Die Klägerin ist insoweit beweisfällig geblieben, dass die von ihr geltend gemachten Schäden auf Behandlungsmaßnahmen der Beklagten zurückzuführen sind. Insoweit trägt bei Heileingriffen, die mangels ordnungsgemäßer Aufklärung rechtswidrig gewesen sind, der Patient die Darlegungs- und Beweislast dafür, dass die Schadensfolge, für die er Ersatz verlangt, auch wirklich durch den Eingriff des Arztes verursacht worden ist und nicht auf anderes zurückgeht (vgl. BGH, Urt. v. 07.02.2012 – VI ZR 63/11, Rn. 10). Dieser Beweis ist vorliegend nicht erbracht. Der Sachverständige hat, insoweit wird auf die obigen Ausführungen verwiesen, deutlich gemacht, dass er die von der Klägerin beklagten Gesundheitsbeeinträchtigungen nicht auf den ersten Eingriff zurückzuführen vermag. Dieser Würdigung schließt sich die Kammer aus rechtlichen Erwägungen an. Im Übrigen waren die Schäden auch bereits nicht schlüssig vorgetragen.

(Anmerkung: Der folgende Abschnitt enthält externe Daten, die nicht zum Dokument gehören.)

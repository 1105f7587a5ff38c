//! Batch layer-processing orchestration: the per-layer pipeline (C10) and
//! the phased pipeline (C11). Both turn a batch of encoded layers into PNG
//! bytes plus area statistics, differing only in how much work is
//! barrier-synchronised between layers (§4.9/§4.10).

mod per_layer;
mod phased;

pub use per_layer::process_layers_batch;
pub use phased::process_layers_batch_phased;

use crate::analytics::GpuCounters;
use crate::area::AreaStats;
use crate::error::{Error, Result};
use crate::gpu::{self, Backend};
use crate::scanline::{self, Channels};
use std::sync::Mutex;

/// The output of either batch pipeline: one PNG and one [`AreaStats`] per
/// input layer, in input order.
#[derive(Debug, Clone)]
pub struct BatchOutput {
    pub pngs: Vec<Vec<u8>>,
    pub areas: Vec<AreaStats>,
}

pub(crate) fn resolve_thread_count(explicit: Option<usize>, default_hint: i32, count: usize) -> usize {
    let base = explicit.unwrap_or_else(|| {
        if default_hint > 0 {
            default_hint as usize
        } else {
            std::thread::available_parallelism().map(|n| n.get()).unwrap_or(1)
        }
    });
    base.max(1).min(count.max(1))
}

/// Build one layer's scanlines, attempting the active GPU backend first
/// (when allowed) and falling back to the CPU path on kernel failure.
#[allow(clippy::too_many_arguments)]
pub(crate) fn build_scanlines_with_gpu(
    pixels: &[u8],
    src_width: u32,
    height: u32,
    out_width: u32,
    channels: Channels,
    scanlines: &mut [u8],
    allow_gpu: bool,
    gpu_counters: &Mutex<GpuCounters>,
) -> Result<()> {
    if allow_gpu {
        if let Some(backend) = gpu::active_backend_impl() {
            gpu_counters.lock().unwrap().record_attempt();
            match backend.build_single(pixels, src_width, height, out_width, channels, scanlines) {
                Ok(()) => {
                    gpu_counters.lock().unwrap().record_success();
                    return Ok(());
                }
                Err(Error::GpuKernel { code, .. }) => {
                    log::warn!("GPU scanline build failed (code {code}), falling back to CPU");
                    gpu_counters.lock().unwrap().record_fallback(code);
                }
                Err(other) => return Err(other),
            }
        }
    }
    scanline::build_scanlines(pixels, src_width, height, out_width, channels, scanlines)
}

pub(crate) fn active_backend_for_analytics(used_gpu: bool) -> Option<Backend> {
    if used_gpu {
        Some(gpu::active())
    } else {
        None
    }
}
//! Engine configuration constants
//!
//! Central location for retention, validation, and storage-layout
//! constants used throughout the engine.

// ===== Retention =====

/// Days a trashed note survives before the load-time sweep purges it
pub const TRASH_TTL_DAYS: i64 = 30;

// ===== Privacy =====

/// Required PIN length (digits)
pub const PIN_LENGTH: usize = 4;

// ===== Presentation-owned data =====

/// Size of the palette the host owns; imported notes are assigned a
/// random index in this range
pub const THEME_PALETTE_SIZE: u32 = 10;

// ===== Backup format =====

/// Version stamped into exported backup documents
pub const BACKUP_FORMAT_VERSION: u32 = 1;

// ===== Storage keys =====

/// Key holding the active note collection
pub const ACTIVE_NOTES_KEY: &str = "notes_v1";

/// Key holding the trashed note collection
pub const TRASHED_NOTES_KEY: &str = "notes_trash_v1";

/// Key holding the application PIN
pub const PIN_KEY: &str = "pin_v1";

/// Key holding metadata about the most recent backup
pub const BACKUP_META_KEY: &str = "backup_meta_v1";
//! Logging bootstrap
//!
//! Installs the tracing subscriber for hosts that don't bring their own.

use tracing_subscriber::{layer::SubscriberExt, util::SubscriberInitExt};

/// Initialize logging with an env-filter (RUST_LOG overrides the default).
/// Safe to call more than once; later calls are no-ops.
pub fn init_logging() {
    let _ = tracing_subscriber::registry()
        .with(
            tracing_subscriber::EnvFilter::try_from_default_env()
                .unwrap_or_else(|_| "nimbusnotes=debug,info".into()),
        )
        .with(tracing_subscriber::fmt::layer())
        .try_init();
}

C. Der Feststellungsantrag ist bereits unzulässig.

Ein Feststellungsinteresse ist gegeben, wenn dem Recht oder der Rechtslage eine gegenwärtige Gefahr der Unsicherheit droht und das erstrebte Urteil geeignet ist, diese Gefahr zu beseitigen (BGH NJW 2015, 873 Rn. 29; 2010, 1877 Rn. 12). Eine Klage auf Feststellung der Verpflichtung zum Ersatz bereits eingetretener und künftiger Schäden ist zulässig, wenn die Möglichkeit eines Schadeneintritts besteht. Ein Feststellungsinteresse ist nur zu verneinen, wenn aus der Sicht des Geschädigten bei verständiger Würdigung kein Grund gegeben ist, mit dem Eintritt eines Schadens wenigstens zu rechnen (BGH NJW-RR 2007, S. 601, 601). So verhält es sich hier.

Unstreitig ist die bei dem Ersteingriff implantierte Prothese inzwischen wieder entfernt worden. Soweit die Klägerin geltend macht, dass in der Zukunft mit weiteren Schäden zu rechnen sei, ergibt sich bereits aus den obigen Ausführungen, dass die Beklagte für diese Schäden nicht einzustehen hat, weil sich ein Ursachenzusammenhang zwischen den geklagten Schmerzen und dem rechtswidrigen Ersteingriff nicht feststellen lässt. Zudem hat die Klägerin keine weiteren bzw. In der Zukunft drohenden Schäden substantiiert dargelegt, die auf die streitgegenständliche Operation zurückgeführt werden können.

D. Die Nebenentscheidungen folgen aus §§ 92 Abs. 1 Satz 1, 709 ZPO. Die Streitwertfestsetzung beruht auf §§ 3, 9 ZPO.